5 Replies Latest reply on Nov 28, 2006 10:32 AM by bill.burke

    Zero turnaround Java/JBoss

    bill.burke

      Had an IM conversation with Gavin on "Zero turnaround Java". Basically the idea centers around a development turnaround time closer to that of PHP. I thought about a few things of how we could be as Zero-Turnaround as possible. Here is a breakdown of possible tasks/features we could do step by step:

      * A real "redeploy" event that reuses the DeploymentUnit/Context. In this case deployment metadata could be reused if metadata sources (.class or .xml files) have not changed on disk within the deployment. To make this happen, the deployment unit is going to have to remember all sources of metadata within the deployment. EJB for example would be a set of ejb-jar.xml, jboss.xml, bean class (and superclasses) as well as business interfaces as all these things are sources of metadata.

      * This point makes me wonder if the *redeploy* event should pass a list of changed files within the deployent unit path.

      * Hot Swap is useless. Yes it is neat, but since schema changes aren't allowed, its not going to cover 100% of cases. IMO, any Zero Turnaround solution needs to cover 100% of use cases otherwise there will be a lot of user confusion when things go bad.

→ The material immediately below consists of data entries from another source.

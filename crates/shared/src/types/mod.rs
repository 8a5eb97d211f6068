//! Common types used across the application.

pub mod id;
pub mod money;

pub use id::*;
pub use money::{Currency, Money, MoneyError};
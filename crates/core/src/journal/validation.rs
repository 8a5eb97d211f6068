//! Business rule validation for journal lines.
//!
//! Validation is pure and side-effect free: a failed check leaves nothing
//! behind and reports the offending line numbers so the caller can correct
//! and resubmit.

use std::collections::BTreeMap;
use thiserror::Error;

use tally_shared::types::{AccountId, Currency, Money};

use crate::accounts::AccountError;

use super::types::JournalLine;

/// Result of journal line validation.
pub type ValidationResult = Result<(), JournalValidationError>;

/// Validation errors for journal lines.
///
/// Each variant carries the offending 1-based line numbers where they
/// apply.
#[derive(Debug, Clone, PartialEq, Eq, Error)]
pub enum JournalValidationError {
    /// Journal has no lines.
    #[error("Journal must have at least one line")]
    Empty,

    /// One or more lines are malformed: both sides non-zero, both sides
    /// zero, a negative side, or mismatched debit/credit currencies.
    #[error("Malformed journal lines: {line_numbers:?}")]
    MalformedLine {
        /// The offending line numbers.
        line_numbers: Vec<u32>,
    },

    /// A line references an account that cannot be posted to.
    #[error("Line {line_number} references unusable account: {source}")]
    UnknownAccount {
        /// The offending line number.
        line_number: u32,
        /// Why the account was rejected.
        #[source]
        source: AccountError,
    },

    /// Debits and credits do not balance for a currency.
    #[error("Journal is unbalanced for {currency}: debits {debits} != credits {credits}")]
    Unbalanced {
        /// The unbalanced currency.
        currency: Currency,
        /// Total debits in that currency.
        debits: Money,
        /// Total credits in that currency.
        credits: Money,
    },

    /// Two or more lines share a line number.
    #[error("Duplicate line numbers: {line_numbers:?}")]
    DuplicateLineNumber {
        /// The duplicated line numbers.
        line_numbers: Vec<u32>,
    },

    /// Line numbers do not form a contiguous 1..N sequence.
    #[error("Line numbers do not form a contiguous 1..N sequence")]
    NonContiguousLineNumbers,
}

impl JournalValidationError {
    /// Returns the error code for API responses.
    #[must_use]
    pub const fn error_code(&self) -> &'static str {
        match self {
            Self::Empty => "JOURNAL_EMPTY",
            Self::MalformedLine { .. } => "MALFORMED_LINE",
            Self::UnknownAccount { .. } => "UNKNOWN_ACCOUNT",
            Self::Unbalanced { .. } => "UNBALANCED_JOURNAL",
            Self::DuplicateLineNumber { .. } => "DUPLICATE_LINE_NUMBER",
            Self::NonContiguousLineNumbers => "NON_CONTIGUOUS_LINE_NUMBERS",
        }
    }
}

/// Validates a journal's lines for structure and balance.
///
/// Checks, in order:
/// 1. at least one line;
/// 2. every line has exactly one positive side and consistent currencies;
/// 3. every account resolves via the injected resolver;
/// 4. per-currency balance: debits equal credits exactly in minor units;
/// 5. line numbers are unique and form a contiguous 1..N sequence.
///
/// # Errors
///
/// Returns the first failed check with the offending line numbers. No side
/// effects occur on failure.
pub fn validate_lines<A>(lines: &[JournalLine], mut resolve_account: A) -> ValidationResult
where
    A: FnMut(AccountId) -> Result<(), AccountError>,
{
    if lines.is_empty() {
        return Err(JournalValidationError::Empty);
    }

    let malformed: Vec<u32> = lines
        .iter()
        .filter(|line| {
            let both_sides = line.debit.is_positive() && line.credit.is_positive();
            let no_side = line.debit.is_zero() && line.credit.is_zero();
            let negative = line.debit.is_negative() || line.credit.is_negative();
            let mixed_currency = line.debit.currency() != line.credit.currency();
            both_sides || no_side || negative || mixed_currency
        })
        .map(|line| line.line_number)
        .collect();
    if !malformed.is_empty() {
        return Err(JournalValidationError::MalformedLine {
            line_numbers: malformed,
        });
    }

    for line in lines {
        resolve_account(line.account_id).map_err(|source| {
            JournalValidationError::UnknownAccount {
                line_number: line.line_number,
                source,
            }
        })?;
    }

    // Per-currency balance in minor units: exact, no tolerance.
    let mut totals: BTreeMap<Currency, (i64, i64)> = BTreeMap::new();
    for line in lines {
        let entry = totals.entry(line.currency()).or_insert((0i64, 0i64));
        entry.0 = entry.0.saturating_add(line.debit.minor_units());
        entry.1 = entry.1.saturating_add(line.credit.minor_units());
    }
    for (currency, (debits, credits)) in &totals {
        if debits != credits {
            return Err(JournalValidationError::Unbalanced {
                currency: *currency,
                debits: Money::from_minor(*debits, *currency),
                credits: Money::from_minor(*credits, *currency),
            });
        }
    }

    let mut seen: BTreeMap<u32, u32> = BTreeMap::new();
    for line in lines {
        *seen.entry(line.line_number).or_insert(0) += 1;
    }
    let duplicates: Vec<u32> = seen
        .iter()
        .filter(|(_, count)| **count > 1)
        .map(|(number, _)| *number)
        .collect();
    if !duplicates.is_empty() {
        return Err(JournalValidationError::DuplicateLineNumber {
            line_numbers: duplicates,
        });
    }
    let contiguous = seen
        .keys()
        .enumerate()
        .all(|(index, number)| *number == u32::try_from(index + 1).unwrap_or(u32::MAX));
    if !contiguous {
        return Err(JournalValidationError::NonContiguousLineNumbers);
    }

    Ok(())
}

      * Since Hot Swap is not viable, we will need to create a new classloader on redeployment to load changed classes. I'm guessing we can greatly speed up classloading on redeployment if we cache resources. The idea is that a classloader has a resource cache, on redeployment, the ClassLoader of the DeploymentUnit hands off its resource cache to a newly created ClassLoader. This way the new ClassLoader does not have to go to disk to load the .class file and can just get things from memory. Not sure how much this would speed up things, but this idea can be used for my next point. BTW, I think running in a debug session of most IDEs would allow for non-schema based code changes are runtime anyways.

      * When I've used PHP or another scripting language, the coolest thing for me was that there was no build/compilation step and you had WYSIWYG development as the source files were directly in your deployment path. I think we can do the same for Java. The idea would be to have a ".java" based ClassLoader. When a class needs to be resolved, the ClassLoader would look in its classpath for .java files or look in a memory cache for compiled bytecode. I took a look at Eclipse's JDT, the compiler that Tomcat uses to comple JSP source. Its pretty cool. You have total control on where to resolve source and bytecode when compiling something.

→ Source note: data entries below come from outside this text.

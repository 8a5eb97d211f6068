//! Balance projection over posted lines.
//!
//! Balances are never stored as authoritative state: they are projected
//! on demand by folding posted lines in sequence order. Projecting the
//! same lines twice always yields the same balances.

use std::collections::{BTreeMap, HashMap};

use chrono::NaiveDate;
use serde::{Deserialize, Serialize};

use tally_shared::types::{AccountId, Currency};

use crate::accounts::{AccountError, NormalBalance};

/// A posted, immutable ledger line as handed back by the store.
#[derive(Debug, Clone, PartialEq, Eq, Serialize, Deserialize)]
pub struct PostedLine {
    /// The account the line hits.
    pub account_id: AccountId,
    /// The line currency.
    pub currency: Currency,
    /// Debit amount in minor units (0 if credit).
    pub debit_minor: i64,
    /// Credit amount in minor units (0 if debit).
    pub credit_minor: i64,
    /// The transaction date of the owning journal.
    pub transaction_date: NaiveDate,
    /// Global posting sequence number, strictly increasing per tenant.
    pub sequence: i64,
}

impl PostedLine {
    /// The signed balance change this line contributes to an account
    /// with the given normal balance.
    #[must_use]
    pub const fn balance_change(&self, normal: NormalBalance) -> i64 {
        match normal {
            NormalBalance::Debit => self.debit_minor - self.credit_minor,
            NormalBalance::Credit => self.credit_minor - self.debit_minor,
        }
    }
}

/// Projected balance for one account in one currency.
#[derive(Debug, Clone, PartialEq, Eq, Serialize, Deserialize)]
pub struct AccountBalance {
    /// The account ID.
    pub account_id: AccountId,
    /// The currency of the projection.
    pub currency: Currency,
    /// Total debits in minor units.
    pub debit_total: i64,
    /// Total credits in minor units.
    pub credit_total: i64,
    /// Net balance in minor units, signed per the account's normal side.
    pub balance: i64,
}

impl AccountBalance {
    /// Creates an empty balance for an account/currency pair.
    #[must_use]
    pub const fn new(account_id: AccountId, currency: Currency) -> Self {
        Self {
            account_id,
            currency,
            debit_total: 0,
            credit_total: 0,
            balance: 0,
        }
    }

    fn apply(&mut self, line: &PostedLine, normal: NormalBalance) {
        self.debit_total = self.debit_total.saturating_add(line.debit_minor);
        self.credit_total = self.credit_total.saturating_add(line.credit_minor);
        self.balance = self.balance.saturating_add(line.balance_change(normal));
    }
}

/// Running balance for one posted line on one account.
///
/// `current_balance[N] = previous_balance[N] + balance_change` and
/// `previous_balance[N] = current_balance[N-1]`.
#[derive(Debug, Clone, PartialEq, Eq, Serialize, Deserialize)]
pub struct RunningBalance {
    /// Account version (monotonically increasing, starts at 1).
    pub account_version: i64,
    /// Balance before this line, in minor units.
    pub previous_balance: i64,
    /// Balance after this line, in minor units.
    pub current_balance: i64,
}

impl RunningBalance {
    /// Running balance for the first line on an account.
    #[must_use]
    pub const fn first_entry(balance_change: i64) -> Self {
        Self {
            account_version: 1,
            previous_balance: 0,
            current_balance: balance_change,
        }
    }

    /// Running balance chained onto the previous line's.
    #[must_use]
    pub const fn next_entry(previous: &Self, balance_change: i64) -> Self {
        Self {
            account_version: previous.account_version + 1,
            previous_balance: previous.current_balance,
            current_balance: previous.current_balance.saturating_add(balance_change),
        }
    }
}

/// One row of a trial balance, per currency.
#[derive(Debug, Clone, Copy, Default, PartialEq, Eq, Serialize, Deserialize)]
pub struct TrialBalanceRow {
    /// Total debits in minor units.
    pub debit_total: i64,
    /// Total credits in minor units.
    pub credit_total: i64,
}

impl TrialBalanceRow {
    /// A trial balance row nets to zero when debits equal credits.
    #[must_use]
    pub const fn is_balanced(&self) -> bool {
        self.debit_total == self.credit_total
    }
}

/// Stateless projector folding posted lines into balances.
pub struct BalanceProjector;

impl BalanceProjector {
    /// Project account balances from posted lines.
    ///
    /// Balances are keyed by `(account, currency)`; amounts in different
    /// currencies are never mixed. Line order does not affect the result.
    ///
    /// # Errors
    ///
    /// Returns the [`AccountError`] from the lookup when a line names an
    /// account it cannot resolve.
    pub fn project<L>(
        lines: &[PostedLine],
        mut normal_balance: L,
    ) -> Result<HashMap<(AccountId, Currency), AccountBalance>, AccountError>
    where
        L: FnMut(AccountId) -> Result<NormalBalance, AccountError>,
    {
        let mut balances: HashMap<(AccountId, Currency), AccountBalance> = HashMap::new();
        for line in lines {
            let normal = normal_balance(line.account_id)?;
            balances
                .entry((line.account_id, line.currency))
                .or_insert_with(|| AccountBalance::new(line.account_id, line.currency))
                .apply(line, normal);
        }
        Ok(balances)
    }

    /// Build the running balance chain for one account's lines, in the
    /// global ledger order `(transaction_date, sequence)`.
    ///
    /// Date comes first so a backdated journal folds at its transaction
    /// date, not at the end of the chain; sequence breaks ties within a
    /// date. Lines hitting other accounts or currencies are the caller's
    /// filtering concern; all given lines are folded.
    #[must_use]
    pub fn running_chain(lines: &[PostedLine], normal: NormalBalance) -> Vec<RunningBalance> {
        let mut ordered: Vec<&PostedLine> = lines.iter().collect();
        ordered.sort_by_key(|line| (line.transaction_date, line.sequence));

        let mut chain: Vec<RunningBalance> = Vec::with_capacity(ordered.len());
        for line in ordered {
            let change = line.balance_change(normal);
            let next = match chain.last() {
                Some(previous) => RunningBalance::next_entry(previous, change),
                None => RunningBalance::first_entry(change),
            };
            chain.push(next);
        }
        chain
    }

    /// Project a per-currency trial balance from posted lines.
    ///
    /// Over lines produced only by balanced journals, every row nets to
    /// zero.
    #[must_use]
    pub fn trial_balance(lines: &[PostedLine]) -> BTreeMap<Currency, TrialBalanceRow> {
        let mut rows: BTreeMap<Currency, TrialBalanceRow> = BTreeMap::new();
        for line in lines {
            let row = rows.entry(line.currency).or_default();
            row.debit_total = row.debit_total.saturating_add(line.debit_minor);
            row.credit_total = row.credit_total.saturating_add(line.credit_minor);
        }
        rows
    }
}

      A scanner would watch all ".java" files within a deployment. If one changed it would cause a redeployment event to happen. The resource-cache-based ClassLoader I talked about above could be used to cache compiled .java source. This would make the JDT compilation step much faster as it would only require a recompiling of modified .java files.

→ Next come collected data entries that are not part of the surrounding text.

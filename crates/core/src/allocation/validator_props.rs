//! Property-based tests for AllocationValidator.
//!
//! These tests validate the allocation ceilings: no invoice goes past
//! its outstanding amount and no payment is over-applied, for any
//! generated batch.

use proptest::prelude::*;
use std::collections::HashMap;

use tally_shared::types::{Currency, InvoiceId, Money, PaymentId};

use crate::allocation::validator::{
    AllocationError, AllocationValidator, PaymentAllocation,
};

fn qar(minor: i64) -> Money {
    Money::from_minor(minor, Currency::Qar)
}

/// A batch of invoices with outstanding amounts, plus one allocation
/// amount per invoice (which may exceed outstanding).
fn arb_batch() -> impl Strategy<Value = (Vec<(InvoiceId, i64, i64)>, i64)> {
    (
        prop::collection::vec((1i64..1_000_000, 1i64..1_000_000), 1..6),
        1i64..4_000_000,
    )
        .prop_map(|(pairs, payment)| {
            let rows = pairs
                .into_iter()
                .map(|(outstanding, allocated)| (InvoiceId::new(), outstanding, allocated))
                .collect();
            (rows, payment)
        })
}

proptest! {
    #![proptest_config(ProptestConfig::with_cases(100))]

    /// A batch validates exactly when every ceiling holds.
    #[test]
    fn prop_allocation_ceilings_hold((rows, payment_minor) in arb_batch()) {
        let payment = qar(payment_minor);
        let outstanding: HashMap<InvoiceId, Money> = rows
            .iter()
            .map(|(id, out, _)| (*id, qar(*out)))
            .collect();
        let allocations: Vec<PaymentAllocation> = rows
            .iter()
            .map(|(id, _, alloc)| PaymentAllocation {
                payment_id: PaymentId::new(),
                invoice_id: *id,
                amount: qar(*alloc),
            })
            .collect();

        let any_over_invoice = rows.iter().any(|(_, out, alloc)| alloc > out);
        let total: i64 = rows.iter().map(|(_, _, alloc)| alloc).sum();
        let over_payment = total > payment_minor;

        let result = AllocationValidator::validate(payment, &allocations, |id| {
            outstanding.get(&id).copied()
        });

        match result {
            Ok(validation) => {
                prop_assert!(!any_over_invoice);
                prop_assert!(!over_payment);
                prop_assert_eq!(validation.total_allocated, qar(total));
                prop_assert_eq!(
                    validation.remaining_amount,
                    qar(payment_minor - total)
                );
            }
            Err(AllocationError::OverAllocation { .. }) => prop_assert!(any_over_invoice),
            Err(AllocationError::ExceedsPaymentAmount { .. }) => {
                prop_assert!(over_payment && !any_over_invoice);
            }
            Err(other) => prop_assert!(false, "unexpected error: {other}"),
        }
    }
}
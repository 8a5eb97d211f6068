//! Journal domain types.
//!
//! A journal is the atomic double-entry document: a header plus an ordered
//! list of lines whose debits and credits must balance per currency before
//! the journal can be posted.

use chrono::NaiveDate;
use rust_decimal::Decimal;
use serde::{Deserialize, Serialize};
use std::fmt;
use tally_shared::types::{AccountId, CostCenterId, JournalId, Money, TenantId, UserId};

/// Journal type classification.
///
/// Categorizes journals for reporting and workflow purposes.
#[derive(Debug, Clone, Copy, PartialEq, Eq, Serialize, Deserialize)]
#[serde(rename_all = "snake_case")]
pub enum JournalType {
    /// General journal entry.
    General,
    /// Sales invoice posting.
    Sales,
    /// Purchase/vendor bill posting.
    Purchase,
    /// Incoming payment (receipt).
    Receipt,
    /// Outgoing payment.
    Payment,
    /// Expense posting.
    Expense,
    /// Depreciation run posting.
    Depreciation,
    /// Adjustment entry.
    Adjustment,
    /// Opening balance entry.
    Opening,
    /// Closing entry.
    Closing,
}

impl JournalType {
    /// Returns the string representation of the journal type.
    #[must_use]
    pub const fn as_str(self) -> &'static str {
        match self {
            Self::General => "general",
            Self::Sales => "sales",
            Self::Purchase => "purchase",
            Self::Receipt => "receipt",
            Self::Payment => "payment",
            Self::Expense => "expense",
            Self::Depreciation => "depreciation",
            Self::Adjustment => "adjustment",
            Self::Opening => "opening",
            Self::Closing => "closing",
        }
    }

    /// Parses a journal type from a string.
    pub fn parse(s: &str) -> Option<Self> {
        match s.to_lowercase().as_str() {
            "general" => Some(Self::General),
            "sales" => Some(Self::Sales),
            "purchase" => Some(Self::Purchase),
            "receipt" => Some(Self::Receipt),
            "payment" => Some(Self::Payment),
            "expense" => Some(Self::Expense),
            "depreciation" => Some(Self::Depreciation),
            "adjustment" => Some(Self::Adjustment),
            "opening" => Some(Self::Opening),
            "closing" => Some(Self::Closing),
            _ => None,
        }
    }
}

impl fmt::Display for JournalType {
    fn fmt(&self, f: &mut fmt::Formatter<'_>) -> fmt::Result {
        write!(f, "{}", self.as_str())
    }
}

/// Journal status in the posting workflow.
///
/// Journals progress through these states strictly forward:
/// - Draft → Submitted (submit)
/// - Submitted → Approved (approve)
/// - Approved → Posted (post)
/// - Posted → Reversed (reverse)
#[derive(Debug, Clone, Copy, PartialEq, Eq, Serialize, Deserialize)]
#[serde(rename_all = "lowercase")]
pub enum JournalStatus {
    /// Journal is being drafted and can be modified.
    Draft,
    /// Journal has been submitted for approval.
    Submitted,
    /// Journal has been approved and is ready for posting.
    Approved,
    /// Journal has been posted to the ledger (immutable).
    Posted,
    /// Journal has been reversed by a balancing journal (immutable).
    Reversed,
}

impl JournalStatus {
    /// Returns the string representation of the status.
    #[must_use]
    pub const fn as_str(self) -> &'static str {
        match self {
            Self::Draft => "draft",
            Self::Submitted => "submitted",
            Self::Approved => "approved",
            Self::Posted => "posted",
            Self::Reversed => "reversed",
        }
    }

    /// Parses a status from a string.
    pub fn parse(s: &str) -> Option<Self> {
        match s.to_lowercase().as_str() {
            "draft" => Some(Self::Draft),
            "submitted" => Some(Self::Submitted),
            "approved" => Some(Self::Approved),
            "posted" => Some(Self::Posted),
            "reversed" => Some(Self::Reversed),
            _ => None,
        }
    }

    /// Returns true if the journal can be modified.
    #[must_use]
    pub const fn is_editable(self) -> bool {
        matches!(self, Self::Draft)
    }

    /// Returns true if the journal is immutable.
    #[must_use]
    pub const fn is_immutable(self) -> bool {
        matches!(self, Self::Posted | Self::Reversed)
    }
}

impl fmt::Display for JournalStatus {
    fn fmt(&self, f: &mut fmt::Formatter<'_>) -> fmt::Result {
        write!(f, "{}", self.as_str())
    }
}

/// A single line in a journal.
///
/// Exactly one of `debit`/`credit` is non-zero on a valid line, and both
/// sides carry the line's currency.
#[derive(Debug, Clone, PartialEq, Eq, Serialize, Deserialize)]
pub struct JournalLine {
    /// Position within the journal (1-based, contiguous).
    pub line_number: u32,
    /// The account to post to.
    pub account_id: AccountId,
    /// The debit amount (zero if this is a credit line).
    pub debit: Money,
    /// The credit amount (zero if this is a debit line).
    pub credit: Money,
    /// Exchange rate to the tenant's base currency.
    pub exchange_rate: Decimal,
    /// Optional cost center tag.
    pub cost_center_id: Option<CostCenterId>,
}

impl JournalLine {
    /// Creates a debit line with an exchange rate of 1.
    #[must_use]
    pub fn debit(line_number: u32, account_id: AccountId, amount: Money) -> Self {
        Self {
            line_number,
            account_id,
            debit: amount,
            credit: Money::zero(amount.currency()),
            exchange_rate: Decimal::ONE,
            cost_center_id: None,
        }
    }

    /// Creates a credit line with an exchange rate of 1.
    #[must_use]
    pub fn credit(line_number: u32, account_id: AccountId, amount: Money) -> Self {
        Self {
            line_number,
            account_id,
            debit: Money::zero(amount.currency()),
            credit: amount,
            exchange_rate: Decimal::ONE,
            cost_center_id: None,
        }
    }

    /// Sets the exchange rate to the tenant's base currency.
    #[must_use]
    pub fn with_exchange_rate(mut self, exchange_rate: Decimal) -> Self {
        self.exchange_rate = exchange_rate;
        self
    }

    /// Returns the line's currency (taken from the debit side; valid lines
    /// carry the same currency on both sides).
    #[must_use]
    pub const fn currency(&self) -> tally_shared::types::Currency {
        self.debit.currency()
    }

    /// Returns true if this line carries its amount on the debit side.
    #[must_use]
    pub const fn is_debit(&self) -> bool {
        self.debit.is_positive()
    }
}

/// A journal document: header plus ordered lines.
#[derive(Debug, Clone, Serialize, Deserialize)]
pub struct Journal {
    /// Unique identifier.
    pub id: JournalId,
    /// Tenant this journal belongs to.
    pub tenant_id: TenantId,
    /// Journal type classification.
    pub journal_type: JournalType,
    /// The economic date of the transaction.
    pub transaction_date: NaiveDate,
    /// The ledger date; defaults to `transaction_date` when absent.
    pub posting_date: Option<NaiveDate>,
    /// Header currency (ISO 4217).
    pub currency: tally_shared::types::Currency,
    /// Exchange rate to the tenant's base currency.
    pub exchange_rate: Decimal,
    /// A description of the journal.
    pub description: String,
    /// Current workflow status.
    pub status: JournalStatus,
    /// The user who created the journal.
    pub created_by: UserId,
    /// The ordered journal lines.
    pub lines: Vec<JournalLine>,
}

impl Journal {
    /// Returns the date the ledger effect is recorded on.
    #[must_use]
    pub fn effective_posting_date(&self) -> NaiveDate {
        self.posting_date.unwrap_or(self.transaction_date)
    }

    /// Returns true if the journal can still be edited.
    #[must_use]
    pub const fn is_editable(&self) -> bool {
        self.status.is_editable()
    }
}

      * A blog Gavin mentioned to me talked about being able to cache an HTTP Session (or SFSB Session) between a redeploy. This enables Zero-turnaround even further as at runtime you can make a modification to your web application or EJB right in the middle of testing a web app. The way it would work is that the HTTP SEssion/SFSB session would be serialized and reloaded after a new classloader was created to pick up the class changes. I think this is a cool idea, but suffers from the same problems as Hot Swap:
      - I'm pretty sure that a schema change to a .class file will generate a different SerialVersionUUID for default serialization. So, we would need to use JBoss Serialization to ignore version id mismatches.
      - I don't know if a schema change (an additional field added) would break the serialized HTTP Session/SFSB Session on deserialization.
      - Because of both of these problems, I think just using the IDE to do non-schema code changes during and within a test run is good enough.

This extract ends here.